Can we ever have a situation where the desire to have testable code is not 100% compatible with our Object Oriented Design? As i was working on some new code, i came across this issue and was happy to find that this is not a new issue as we see here. Even if you are not willing to accept the entire thesis, at the very least, we may want to use the thought of testing our code to drive some of our design decisions, since a robust, easy to run test suite is so important in software development, especially as projects grow in size and length and we can hardly remember what our code does anymore. An example of this in my project was my decision to implement the template method pattern where the template methods implemented by the child classes provide data back the parent class rather than invoke helper methods and provide greater functionality. This means that it is easier to test each new implementation and is less time consuming.

An additional aspect of this issue can be seen based on the book Clean Code, discussed in a previous post. While the focus there was on readability of the code, testability seems to overlap quite a bit with readability. The simpler we make our classes and our functions, the simpler for testing and finding the problems when test fail. Another aspect discussed at length there is the issue of parameters to function (or better yet, not having them). It is recommended instead to have members the contain the necessary data rather than pass it from function to function. (Beware, as this means your classes will not be thread-safe and will require a new instance for each use). From what i recall (not having access to this book right now), the main issue was readability, but here too, another fringe benefit is testability, especially if you are using TestNG (or JUnit 4). The reason for this, you create this class and populate the member data correctly and then can run tests repeatedly with little typing other than the method names. Writing and running the tests is now easier since you need not figure out all the parameters of a given function. Also, running multiple tests with different data (using TestNG DataProvider) is easier to provide.

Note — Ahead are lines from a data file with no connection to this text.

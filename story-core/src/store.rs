//! Append-only story log.
//!
//! Stories live in a single JSON Lines file, one [`StoryRecord`] per line.
//! The file is the whole durable state: there is no index and no counter
//! file, so every read and every identifier assignment is derived from a
//! fresh scan of the log.

use crate::record::{StoryId, StoryRecord};
use chrono::Local;
use serde::Deserialize;
use std::io::ErrorKind;
use std::path::{Path, PathBuf};
use thiserror::Error;
use tokio::fs::{self, OpenOptions};
use tokio::io::{AsyncReadExt, AsyncSeekExt, AsyncWriteExt, SeekFrom};
use tokio::sync::Mutex;

/// Errors from reading or writing the story log.
#[derive(Debug, Error)]
pub enum StoreError {
    #[error("IO error on {}: {source}", path.display())]
    Io {
        path: PathBuf,
        #[source]
        source: std::io::Error,
    },

    #[error("JSON error: {0}")]
    Json(#[from] serde_json::Error),

    #[error("no identifier left after {0}")]
    IdsExhausted(StoryId),
}

/// The durable story log.
///
/// Appends are serialized through an internal lock, so one `RecordStore`
/// shared between tasks never hands out the same identifier twice.
#[derive(Debug)]
pub struct RecordStore {
    path: PathBuf,
    write_lock: Mutex<()>,
}

impl RecordStore {
    /// Open the log at `path`, creating its parent directory if needed.
    ///
    /// The file itself is created by the first append.
    pub async fn open(path: impl AsRef<Path>) -> Result<Self, StoreError> {
        let path = path.as_ref().to_path_buf();

        if let Some(parent) = path.parent().filter(|p| !p.as_os_str().is_empty()) {
            fs::create_dir_all(parent).await.map_err(|source| StoreError::Io {
                path: parent.to_path_buf(),
                source,
            })?;
        }

        Ok(Self {
            path,
            write_lock: Mutex::new(()),
        })
    }

    /// Location of the log file.
    pub fn path(&self) -> &Path {
        &self.path
    }

    /// Append a new story and return it as stored.
    ///
    /// The identifier is one more than the largest identifier in the log
    /// (1 for an empty log). On error nothing was written that a later read
    /// would accept as a record.
    pub async fn append(
        &self,
        author_id: i64,
        author_handle: Option<String>,
        text: impl Into<String>,
    ) -> Result<StoryRecord, StoreError> {
        let _guard = self.write_lock.lock().await;

        let log = self.read_log().await?;
        let id = match log.max_id {
            Some(max) => max.next().ok_or(StoreError::IdsExhausted(max))?,
            None => StoryId::FIRST,
        };

        let record = StoryRecord {
            id,
            ts: Local::now(),
            author_id,
            author_handle,
            text: text.into(),
        };

        let mut line = serde_json::to_string(&record)?;
        line.push('\n');
        self.write_line(&line).await?;

        tracing::info!(story_id = %id, author_id, "story saved");
        Ok(record)
    }

    /// Every stored story, oldest first.
    pub async fn list_all(&self) -> Result<Vec<StoryRecord>, StoreError> {
        Ok(self.read_log().await?.records)
    }

    /// The story with the given identifier, if any.
    pub async fn lookup(&self, id: StoryId) -> Result<Option<StoryRecord>, StoreError> {
        Ok(self
            .read_log()
            .await?
            .records
            .into_iter()
            .find(|record| record.id == id))
    }

    /// Number of stored stories.
    pub async fn len(&self) -> Result<usize, StoreError> {
        Ok(self.read_log().await?.records.len())
    }

    pub async fn is_empty(&self) -> Result<bool, StoreError> {
        Ok(self.len().await? == 0)
    }

    async fn read_log(&self) -> Result<Log, StoreError> {
        let content = match fs::read_to_string(&self.path).await {
            Ok(content) => content,
            Err(e) if e.kind() == ErrorKind::NotFound => return Ok(Log::default()),
            Err(source) => {
                return Err(StoreError::Io {
                    path: self.path.clone(),
                    source,
                })
            }
        };

        Ok(parse_log(&content))
    }

    async fn write_line(&self, line: &str) -> Result<(), StoreError> {
        let io_err = |source: std::io::Error| StoreError::Io {
            path: self.path.clone(),
            source,
        };

        let mut file = OpenOptions::new()
            .create(true)
            .read(true)
            .append(true)
            .open(&self.path)
            .await
            .map_err(io_err)?;

        // A crash mid-write can leave a fragment without its newline; start
        // on a fresh line so the new record is not glued onto it.
        let mut buf = String::with_capacity(line.len() + 1);
        if !ends_with_newline(&mut file).await.map_err(io_err)? {
            buf.push('\n');
        }
        buf.push_str(line);

        file.write_all(buf.as_bytes()).await.map_err(io_err)?;
        file.sync_data().await.map_err(io_err)?;
        Ok(())
    }
}

/// True for an empty file or one whose last byte is `\n`.
async fn ends_with_newline(file: &mut fs::File) -> std::io::Result<bool> {
    let len = file.metadata().await?.len();
    if len == 0 {
        return Ok(true);
    }
    file.seek(SeekFrom::End(-1)).await?;
    let mut last = [0u8; 1];
    file.read_exact(&mut last).await?;
    Ok(last[0] == b'\n')
}

/// Parsed view of the log file.
#[derive(Debug, Default)]
struct Log {
    records: Vec<StoryRecord>,
    /// Highest identifier seen, including lines that failed to parse as a
    /// full record but still carried an id.
    max_id: Option<StoryId>,
}

fn parse_log(content: &str) -> Log {
    let mut log = Log::default();

    for (index, line) in content.lines().enumerate() {
        let line = line.trim();
        if line.is_empty() {
            continue;
        }

        match serde_json::from_str::<StoryRecord>(line) {
            Ok(record) => {
                log.max_id = log.max_id.max(Some(record.id));
                log.records.push(record);
            }
            Err(e) => {
                // Parse just enough to keep the id out of circulation.
                #[derive(Deserialize)]
                struct Partial {
                    id: StoryId,
                }

                let id = serde_json::from_str::<Partial>(line).ok().map(|p| p.id);
                if id.is_some() {
                    log.max_id = log.max_id.max(id);
                }
                tracing::warn!(line = index + 1, ?id, error = %e, "skipping unreadable story log line");
            }
        }
    }

    log
}

#[cfg(test)]
mod tests {
    use super::*;
    use tempfile::TempDir;

    async fn temp_store() -> (TempDir, RecordStore) {
        let dir = TempDir::new().expect("Failed to create temp dir");
        let store = RecordStore::open(dir.path().join("stories.jsonl"))
            .await
            .expect("Open should succeed");
        (dir, store)
    }

    #[test]
    fn test_parse_log_skips_blank_and_broken_lines() {
        let content = concat!(
            r#"{"id":1,"ts":"2024-05-01T10:00:00+00:00","author_id":1,"author_handle":null,"text":"a"}"#,
            "\n\n",
            "garbage\n",
            r#"{"id":2,"ts":"2024-05-01T10:01:00+00:00","author_id":2,"author_handle":"b","text":"b"}"#,
            "\n",
        );

        let log = parse_log(content);
        assert_eq!(log.records.len(), 2);
        assert_eq!(log.max_id, Some(StoryId(2)));
    }

    #[test]
    fn test_parse_log_counts_id_of_unreadable_record() {
        let content = concat!(
            r#"{"id":1,"ts":"2024-05-01T10:00:00+00:00","author_id":1,"text":"a"}"#,
            "\n",
            r#"{"id":5,"ts":"not a time","author_id":1,"text":"b"}"#,
            "\n",
        );

        let log = parse_log(content);
        assert_eq!(log.records.len(), 1);
        assert_eq!(log.max_id, Some(StoryId(5)));
    }

    #[tokio::test]
    async fn test_empty_store() {
        let (_dir, store) = temp_store().await;

        assert!(store.list_all().await.unwrap().is_empty());
        assert!(store.lookup(StoryId(1)).await.unwrap().is_none());
        assert!(store.is_empty().await.unwrap());
        assert!(!store.path().exists());
    }

    #[tokio::test]
    async fn test_append_assigns_sequential_ids() {
        let (_dir, store) = temp_store().await;

        let first = store.append(1, Some("alice".into()), "Hello").await.unwrap();
        let second = store.append(2, Some("bob".into()), "World").await.unwrap();

        assert_eq!(first.id, StoryId(1));
        assert_eq!(second.id, StoryId(2));
        assert_eq!(store.len().await.unwrap(), 2);
    }

    #[tokio::test]
    async fn test_lookup_returns_appended_record() {
        let (_dir, store) = temp_store().await;

        let saved = store.append(9, None, "line one\n  line two").await.unwrap();
        let found = store.lookup(saved.id).await.unwrap().expect("record exists");

        assert_eq!(found, saved);
        assert_eq!(found.text, "line one\n  line two");
    }

    #[tokio::test]
    async fn test_non_ascii_text_is_written_verbatim() {
        let (_dir, store) = temp_store().await;

        store.append(1, None, "Привет 💌").await.unwrap();
        let raw = std::fs::read_to_string(store.path()).unwrap();

        assert!(raw.contains("Привет 💌"));
        assert!(raw.ends_with('\n'));
    }

    #[tokio::test]
    async fn test_append_after_torn_write() {
        let (_dir, store) = temp_store().await;
        store.append(1, None, "first").await.unwrap();

        // Simulate a crash halfway through writing record #2.
        {
            use std::io::Write;
            let mut file = std::fs::OpenOptions::new()
                .append(true)
                .open(store.path())
                .unwrap();
            file.write_all(br#"{"id":2,"ts":"2024"#).unwrap();
        }

        let next = store.append(1, None, "third").await.unwrap();
        let all = store.list_all().await.unwrap();

        assert_eq!(next.id, StoryId(2));
        assert_eq!(all.len(), 2);
        assert_eq!(all[1].text, "third");
    }

    #[tokio::test]
    async fn test_append_refuses_when_ids_run_out() {
        let (_dir, store) = temp_store().await;
        let last = format!(
            r#"{{"id":{},"ts":"2024-05-01T10:00:00+00:00","author_id":1,"text":"last"}}"#,
            u64::MAX
        );
        std::fs::write(store.path(), format!("{last}\n")).unwrap();

        let result = store.append(2, None, "one too many").await;

        assert!(matches!(result, Err(StoreError::IdsExhausted(StoryId(u64::MAX)))));
        assert_eq!(store.len().await.unwrap(), 1);
    }

    #[tokio::test]
    async fn test_open_creates_parent_directory() {
        let dir = TempDir::new().unwrap();
        let path = dir.path().join("data").join("nested").join("stories.jsonl");

        let store = RecordStore::open(&path).await.unwrap();
        store.append(1, None, "x").await.unwrap();

        assert!(path.exists());
    }
}
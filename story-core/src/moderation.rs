//! Admin-only listing and manual publication.

use crate::config::BotConfig;
use crate::format::{publication_text, DEFAULT_LIST_COUNT};
use crate::publish::{publish_with_timeout, Publisher};
use crate::record::{StoryId, StoryRecord};
use crate::store::{RecordStore, StoreError};
use std::sync::Arc;
use thiserror::Error;

/// Errors from admin operations.
#[derive(Debug, Error)]
pub enum AdminError {
    /// The caller is not an admin. Callers should not reply at all.
    #[error("caller is not privileged")]
    Unauthorized,

    #[error("Store error: {0}")]
    Store(#[from] StoreError),
}

/// Result of a manual publish request.
#[derive(Debug, Clone, PartialEq, Eq)]
pub enum PublishOutcome {
    Published(StoryId),
    NotFound(StoryId),
    PublishFailed(StoryId, String),
}

/// Listing and republishing stored stories on admin request.
pub struct Moderation {
    store: Arc<RecordStore>,
    publisher: Arc<dyn Publisher>,
    config: Arc<BotConfig>,
}

impl Moderation {
    pub fn new(
        store: Arc<RecordStore>,
        publisher: Arc<dyn Publisher>,
        config: Arc<BotConfig>,
    ) -> Self {
        Self {
            store,
            publisher,
            config,
        }
    }

    fn authorize(&self, caller_id: i64) -> Result<(), AdminError> {
        if self.config.is_privileged(caller_id) {
            Ok(())
        } else {
            tracing::debug!(caller_id, "ignoring admin command from non-admin");
            Err(AdminError::Unauthorized)
        }
    }

    /// The `count` most recent stories, newest first. A `count` of zero
    /// means [`DEFAULT_LIST_COUNT`].
    pub async fn list_recent(
        &self,
        caller_id: i64,
        count: usize,
    ) -> Result<Vec<StoryRecord>, AdminError> {
        self.authorize(caller_id)?;
        let count = if count == 0 { DEFAULT_LIST_COUNT } else { count };

        let mut records = self.store.list_all().await?;
        let skip = records.len().saturating_sub(count);
        let mut recent = records.split_off(skip);
        recent.reverse();
        Ok(recent)
    }

    /// Post a stored story to the channel.
    ///
    /// The store is not modified, so a story can be published any number of
    /// times, including after a failed automatic attempt.
    pub async fn publish_by_id(
        &self,
        caller_id: i64,
        id: StoryId,
    ) -> Result<PublishOutcome, AdminError> {
        self.authorize(caller_id)?;

        let Some(record) = self.store.lookup(id).await? else {
            return Ok(PublishOutcome::NotFound(id));
        };

        let post = publication_text(&record);
        let outcome =
            match publish_with_timeout(self.publisher.as_ref(), &post, self.config.publish_timeout)
                .await
            {
                Ok(()) => {
                    tracing::info!(story_id = %id, admin_id = caller_id, "story published by admin");
                    PublishOutcome::Published(id)
                }
                Err(e) => {
                    tracing::error!(story_id = %id, error = %e, "manual publication failed");
                    PublishOutcome::PublishFailed(id, e.to_string())
                }
            };

        Ok(outcome)
    }
}
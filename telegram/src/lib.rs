//! Minimal Telegram Bot API client.
//!
//! This crate provides a focused client for the handful of Bot API methods
//! a story bot needs:
//! - Sending and editing text messages, optionally with inline keyboards
//! - Answering callback queries from inline buttons
//! - Long polling for updates, either one batch at a time or as a stream

use futures::StreamExt;
use serde::de::DeserializeOwned;
use serde::{Deserialize, Serialize};
use std::collections::VecDeque;
use std::fmt;
use std::pin::Pin;
use thiserror::Error;
use tokio_stream::Stream;

const API_BASE: &str = "https://api.telegram.org";

/// Errors that can occur when using the Telegram client.
#[derive(Debug, Error)]
pub enum Error {
    #[error("Bot token not configured")]
    NoToken,

    #[error("Network error: {0}")]
    Network(String),

    #[error("API error (status {status}): {message}")]
    Api { status: u16, message: String },

    #[error("Failed to parse response: {0}")]
    Parse(String),

    #[error("Invalid configuration: {0}")]
    Config(String),
}

/// Telegram Bot API client.
#[derive(Clone)]
pub struct Telegram {
    client: reqwest::Client,
    token: String,
    api_base: String,
}

impl Telegram {
    /// Create a new client with the given bot token.
    pub fn new(token: impl Into<String>) -> Self {
        Self {
            client: reqwest::Client::builder()
                // Must outlive the long-polling timeout passed to getUpdates.
                .timeout(std::time::Duration::from_secs(120))
                .connect_timeout(std::time::Duration::from_secs(30))
                .build()
                .expect("Failed to build HTTP client"),
            token: token.into(),
            api_base: API_BASE.to_string(),
        }
    }

    /// Create a client from the BOT_TOKEN environment variable.
    pub fn from_env() -> Result<Self, Error> {
        let token = std::env::var("BOT_TOKEN").map_err(|_| Error::NoToken)?;
        if token.trim().is_empty() {
            return Err(Error::NoToken);
        }
        Ok(Self::new(token))
    }

    /// Point the client at a different API server (local Bot API server, test double).
    pub fn with_api_base(mut self, api_base: impl Into<String>) -> Self {
        self.api_base = api_base.into().trim_end_matches('/').to_string();
        self
    }

    /// Send a text message.
    pub async fn send_message(&self, request: SendMessage) -> Result<Message, Error> {
        self.call("sendMessage", &request).await
    }

    /// Replace the text (and keyboard) of a message the bot sent earlier.
    pub async fn edit_message_text(&self, request: EditMessageText) -> Result<(), Error> {
        // The result is either the edited Message or `true` for inline messages.
        let _: serde_json::Value = self.call("editMessageText", &request).await?;
        Ok(())
    }

    /// Acknowledge a callback query so the client stops showing a spinner.
    pub async fn answer_callback_query(&self, callback_query_id: &str) -> Result<(), Error> {
        #[derive(Serialize)]
        struct AnswerCallbackQuery<'a> {
            callback_query_id: &'a str,
        }

        let _: bool = self
            .call(
                "answerCallbackQuery",
                &AnswerCallbackQuery { callback_query_id },
            )
            .await?;
        Ok(())
    }

    /// Fetch the next batch of updates using long polling.
    ///
    /// `offset` acknowledges every update with a smaller id.
    pub async fn get_updates(
        &self,
        offset: Option<i64>,
        timeout_secs: u64,
    ) -> Result<Vec<Update>, Error> {
        let request = GetUpdates {
            offset,
            timeout: timeout_secs,
            allowed_updates: vec!["message".to_string(), "callback_query".to_string()],
        };
        self.call("getUpdates", &request).await
    }

    /// Poll updates forever as a stream.
    ///
    /// The offset is tracked internally, so every update is yielded once.
    /// A failed poll is yielded as an `Err` item and the next poll retries
    /// from the same offset; it is up to the consumer to back off.
    pub fn updates(
        &self,
        timeout_secs: u64,
    ) -> Pin<Box<dyn Stream<Item = Result<Update, Error>> + Send>> {
        let state = PollState {
            client: self.clone(),
            offset: None,
            pending: VecDeque::new(),
        };

        let stream = futures::stream::unfold(state, move |mut state| async move {
            loop {
                if let Some(update) = state.pending.pop_front() {
                    return Some((Ok(update), state));
                }

                match state.client.get_updates(state.offset, timeout_secs).await {
                    Ok(batch) => {
                        if let Some(last) = batch.last() {
                            state.offset = Some(last.update_id + 1);
                        }
                        state.pending.extend(batch);
                    }
                    Err(e) => return Some((Err(e), state)),
                }
            }
        });

        stream.boxed()
    }

    async fn call<B, T>(&self, method: &str, body: &B) -> Result<T, Error>
    where
        B: Serialize + ?Sized,
        T: DeserializeOwned,
    {
        if self.token.is_empty() {
            return Err(Error::NoToken);
        }

        let response = self
            .client
            .post(self.method_url(method))
            .json(body)
            .send()
            .await
            .map_err(|e| Error::Network(e.to_string()))?;

        let status = response.status().as_u16();
        let body = response
            .text()
            .await
            .map_err(|e| Error::Network(e.to_string()))?;

        parse_api_response(status, &body)
    }

    fn method_url(&self, method: &str) -> String {
        format!("{}/bot{}/{method}", self.api_base, self.token)
    }
}

struct PollState {
    client: Telegram,
    offset: Option<i64>,
    pending: VecDeque<Update>,
}

/// Unwrap the `{ok, result, description, error_code}` envelope every Bot API
/// method returns.
fn parse_api_response<T: DeserializeOwned>(status: u16, body: &str) -> Result<T, Error> {
    let envelope: ApiResponse<T> = match serde_json::from_str(body) {
        Ok(envelope) => envelope,
        Err(e) if !(200..300).contains(&status) => {
            return Err(Error::Api {
                status,
                message: format!("{body} ({e})"),
            })
        }
        Err(e) => return Err(Error::Parse(e.to_string())),
    };

    if !envelope.ok {
        return Err(Error::Api {
            status: envelope.error_code.unwrap_or(status),
            message: envelope
                .description
                .unwrap_or_else(|| "no description".to_string()),
        });
    }

    envelope
        .result
        .ok_or_else(|| Error::Parse("response is ok but has no result".to_string()))
}

// ============================================================================
// Public types
// ============================================================================

/// Target chat: a numeric id or an `@username` for public channels.
#[derive(Debug, Clone, PartialEq, Eq, Serialize, Deserialize)]
#[serde(untagged)]
pub enum ChatId {
    Id(i64),
    Username(String),
}

impl ChatId {
    /// Parse a configured chat reference. Numeric strings become ids; anything
    /// else is treated as a username and gets a leading `@` if it lacks one.
    pub fn parse(value: &str) -> Result<Self, Error> {
        let value = value.trim();
        if value.is_empty() {
            return Err(Error::Config("empty chat id".to_string()));
        }
        if let Ok(id) = value.parse::<i64>() {
            return Ok(ChatId::Id(id));
        }
        if value.starts_with('@') {
            Ok(ChatId::Username(value.to_string()))
        } else {
            Ok(ChatId::Username(format!("@{value}")))
        }
    }
}

impl From<i64> for ChatId {
    fn from(id: i64) -> Self {
        ChatId::Id(id)
    }
}

impl fmt::Display for ChatId {
    fn fmt(&self, f: &mut fmt::Formatter<'_>) -> fmt::Result {
        match self {
            ChatId::Id(id) => write!(f, "{id}"),
            ChatId::Username(name) => f.write_str(name),
        }
    }
}

/// Text formatting mode for outgoing messages.
#[derive(Debug, Clone, Copy, PartialEq, Eq, Serialize)]
pub enum ParseMode {
    #[serde(rename = "HTML")]
    Html,
    #[serde(rename = "MarkdownV2")]
    MarkdownV2,
}

/// A `sendMessage` request.
#[derive(Debug, Clone, Serialize)]
pub struct SendMessage {
    pub chat_id: ChatId,
    pub text: String,
    #[serde(skip_serializing_if = "Option::is_none")]
    pub parse_mode: Option<ParseMode>,
    #[serde(skip_serializing_if = "Option::is_none")]
    pub reply_markup: Option<InlineKeyboardMarkup>,
}

impl SendMessage {
    pub fn new(chat_id: impl Into<ChatId>, text: impl Into<String>) -> Self {
        Self {
            chat_id: chat_id.into(),
            text: text.into(),
            parse_mode: None,
            reply_markup: None,
        }
    }

    pub fn with_parse_mode(mut self, parse_mode: ParseMode) -> Self {
        self.parse_mode = Some(parse_mode);
        self
    }

    pub fn with_keyboard(mut self, keyboard: InlineKeyboardMarkup) -> Self {
        self.reply_markup = Some(keyboard);
        self
    }
}

/// An `editMessageText` request.
#[derive(Debug, Clone, Serialize)]
pub struct EditMessageText {
    pub chat_id: ChatId,
    pub message_id: i64,
    pub text: String,
    #[serde(skip_serializing_if = "Option::is_none")]
    pub parse_mode: Option<ParseMode>,
    #[serde(skip_serializing_if = "Option::is_none")]
    pub reply_markup: Option<InlineKeyboardMarkup>,
}

impl EditMessageText {
    pub fn new(chat_id: impl Into<ChatId>, message_id: i64, text: impl Into<String>) -> Self {
        Self {
            chat_id: chat_id.into(),
            message_id,
            text: text.into(),
            parse_mode: None,
            reply_markup: None,
        }
    }

    pub fn with_parse_mode(mut self, parse_mode: ParseMode) -> Self {
        self.parse_mode = Some(parse_mode);
        self
    }

    pub fn with_keyboard(mut self, keyboard: InlineKeyboardMarkup) -> Self {
        self.reply_markup = Some(keyboard);
        self
    }
}

/// Inline keyboard attached to a message. Each inner vector is one row.
#[derive(Debug, Clone, Default, PartialEq, Eq, Serialize)]
pub struct InlineKeyboardMarkup {
    pub inline_keyboard: Vec<Vec<InlineKeyboardButton>>,
}

impl InlineKeyboardMarkup {
    /// One button per row, the layout every menu in the bot uses.
    pub fn single_column(buttons: impl IntoIterator<Item = InlineKeyboardButton>) -> Self {
        Self {
            inline_keyboard: buttons.into_iter().map(|b| vec![b]).collect(),
        }
    }
}

/// A button that sends `callback_data` back to the bot when pressed.
#[derive(Debug, Clone, PartialEq, Eq, Serialize)]
pub struct InlineKeyboardButton {
    pub text: String,
    pub callback_data: String,
}

impl InlineKeyboardButton {
    pub fn callback(text: impl Into<String>, data: impl Into<String>) -> Self {
        Self {
            text: text.into(),
            callback_data: data.into(),
        }
    }
}

/// An incoming update. Only the kinds the bot subscribes to are modelled.
#[derive(Debug, Clone, Deserialize)]
pub struct Update {
    pub update_id: i64,
    #[serde(default)]
    pub message: Option<Message>,
    #[serde(default)]
    pub callback_query: Option<CallbackQuery>,
}

/// A chat message.
#[derive(Debug, Clone, Deserialize)]
pub struct Message {
    pub message_id: i64,
    pub chat: Chat,
    #[serde(default)]
    pub from: Option<User>,
    #[serde(default)]
    pub text: Option<String>,
}

#[derive(Debug, Clone, Deserialize)]
pub struct Chat {
    pub id: i64,
}

/// The sender of a message or callback query.
#[derive(Debug, Clone, Deserialize)]
pub struct User {
    pub id: i64,
    #[serde(default)]
    pub username: Option<String>,
}

/// A press on an inline keyboard button.
#[derive(Debug, Clone, Deserialize)]
pub struct CallbackQuery {
    pub id: String,
    pub from: User,
    #[serde(default)]
    pub message: Option<Message>,
    #[serde(default)]
    pub data: Option<String>,
}

// ============================================================================
// Internal API types
// ============================================================================

#[derive(Debug, Serialize)]
struct GetUpdates {
    #[serde(skip_serializing_if = "Option::is_none")]
    offset: Option<i64>,
    timeout: u64,
    allowed_updates: Vec<String>,
}

#[derive(Debug, Deserialize)]
struct ApiResponse<T> {
    ok: bool,
    result: Option<T>,
    #[serde(default)]
    description: Option<String>,
    #[serde(default)]
    error_code: Option<u16>,
}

There are two other ways that testability impacts design in my current project:
The first is in using interfaces even when i have no plans to implement another implementation of a member class. It is much easier to mock behavior and isolate a test if we use interfaces and then plug in a simpler implementation of our interface for test purposes. Of course, use of Spring here and the Spring application context makes this trivial

The second aspect is in determining the scope of functions in order to enable testing of private functions as discussed here. I agree wholeheartedly with Bob Lee in his post that your code will be better if private functions are tested individually and you do not leave all your testing to the public API.

I realize that much of what i write here is well known but i see that many of my peers are still not recognizing how important repeatable tests are. It is hard to see down the line when you are creating a new project from scratch. But, there are two ultra important reasons that we need to have a repeatable test suite. The first is documentation. As written about in Clean Code, Javadocs are not reliable. It happens too often in projects that programmers do not make sure to update javadocs as things change, and this is true for comments as well. The best documentation in addition to well written code with good naming (as discussed in my previous post about the book Clean Code), is the tests of the API, that show exactly how a function was meant to be used by the original author. It enables us to also what results it was meant to return and all error cases. The more tests on a function the more information provided. The second reason is maintainability. As our software has gotten larger/bloated, while staff has been pared down, a rewrite of our software is not truly possible. The confidence to make changes stems from good, repeatable tests.

A second part of the confidence to make changes in a larger project comes from a good regression suite, which i hope to discuss in an upcoming post.